My mother has had dementia for several years now..
Yes at first she remember her anger outbursts but not the reason for it she would say she was so sorry and she didn't know why she did it...Then later she knew she had done something wrong and i would talk to her and try to reassure her..
That was then, now about a year later she has unbelievable rages. During these episodes she believes everyone is against her and scheming behind her back..
She is now in a nursing home, I had to take care of her for two years and it just got worse and worse, she followed me about everywhere, even the bathroom, she called me at least four times a night, I just couldn't do it any more.

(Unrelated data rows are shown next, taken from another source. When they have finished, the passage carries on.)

use crate::{Ray, Vec3};

/// Axis-Aligned Bounding Box for spatial acceleration structures (BVH).
///
/// Defined by its `min` and `max` corners with `min[i] <= max[i]` on every
/// axis. A zero-volume box (`min == max`) is the "empty" sentinel: it is what
/// [`Aabb::default`] returns, and it is ignored by [`Aabb::union`].
#[derive(Debug, Copy, Clone, PartialEq, Default)]
pub struct Aabb {
    pub min: Vec3,
    pub max: Vec3,
}

impl Aabb {
    /// Create a new AABB from its corners.
    ///
    /// # Panics
    ///
    /// Panics if `min` exceeds `max` on any axis (or either corner is NaN).
    pub fn new(min: Vec3, max: Vec3) -> Self {
        assert!(
            min.x <= max.x && min.y <= max.y && min.z <= max.z,
            "invalid bounding box: min {min:?} exceeds max {max:?}"
        );
        Self { min, max }
    }

    /// The empty sentinel box.
    pub const EMPTY: Aabb = Aabb {
        min: Vec3::ZERO,
        max: Vec3::ZERO,
    };

    /// A box containing all of space.
    pub const UNIVERSE: Aabb = Aabb {
        min: Vec3::NEG_INFINITY,
        max: Vec3::INFINITY,
    };

    /// Create an AABB from two arbitrary corner points.
    pub fn from_points(a: Vec3, b: Vec3) -> Self {
        Self::new(a.min(b), a.max(b))
    }

    /// Is this the zero-volume "empty" sentinel?
    pub fn is_empty(&self) -> bool {
        self.min == self.max
    }

    /// Create an AABB that surrounds two other AABBs.
    pub fn union(a: &Aabb, b: &Aabb) -> Aabb {
        if a.is_empty() {
            return *b;
        }
        if b.is_empty() {
            return *a;
        }
        Self::new(a.min.min(b.min), a.max.max(b.max))
    }

    /// Grow this box in place so that it also surrounds `other`.
    pub fn expand(&mut self, other: &Aabb) {
        *self = Self::union(self, other);
    }

    /// Is `other` contained completely within this box?
    pub fn engulfs(&self, other: &Aabb) -> bool {
        if other.is_empty() {
            return true;
        }
        self.min.cmple(other.min).all() && self.max.cmpge(other.max).all()
    }

    /// Returns the index (0=X, 1=Y, 2=Z) of the axis with the longest extent.
    pub fn longest_axis(&self) -> usize {
        let size = self.max - self.min;

        if size.x > size.y && size.x > size.z {
            0
        } else if size.y > size.z {
            1
        } else {
            2
        }
    }

    /// Slab test against a ray, looking no further than `max_dist`.
    ///
    /// Returns the ray parameter at which the box is entered (negative when
    /// the origin is inside the box), or `None` on a miss. A ray parallel to
    /// a slab hits only if its origin lies within that slab, faces included.
    pub fn intersects(&self, ray: &Ray, max_dist: f32) -> Option<f32> {
        let mut tmin = f32::NEG_INFINITY;
        let mut tmax = f32::INFINITY;

        for axis in 0..3 {
            if ray.direction[axis] == 0.0 {
                let o = ray.origin[axis];
                if o < self.min[axis] || o > self.max[axis] {
                    return None;
                }
                continue;
            }
            let inv = ray.inv_direction[axis];
            let t0 = (self.min[axis] - ray.origin[axis]) * inv;
            let t1 = (self.max[axis] - ray.origin[axis]) * inv;
            tmin = tmin.max(t0.min(t1));
            tmax = tmax.min(t0.max(t1));
        }

        if tmax < 0.0 || tmin > tmax || tmin > max_dist {
            return None;
        }

        Some(tmin)
    }
}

Now even in the nursing home they have to send for me when she flips, I still have to put her to bed because she won't let them do it and will become violent. Through the years of caring for her I know what to do and what not to do.
1. Never tell her she is wrong
2. Agree with everything
She has come up with some unbelievable ideas, she has told me that the nursing staff had beaten a baby and hid it behind the nurses station....that they have locked her in a room all day and not given her anything to eat, people have come into her room and stolen all her money and stuff..
OK what do i do to calm her???
When she first started this i would try to talk her through it ,make her see how silly the things was she was saying.. she would, after a long time realise how wrong she was and would be so sorry, she even would cry.
Now i find that as her condition worsens this does not work, she now cannot see how ridiculous the things she is saying are...I have found, though time, that if i agree with her and fix whatever she thinks is wrong she calms down and after and hour or even two she has forgotton all about it
For instance...when she thought the nursing staff were hurting a baby and hid it behind their station, i told her i took the baby away to a safe place and she was content, i just had to keep reassuring her that i had saved the baby.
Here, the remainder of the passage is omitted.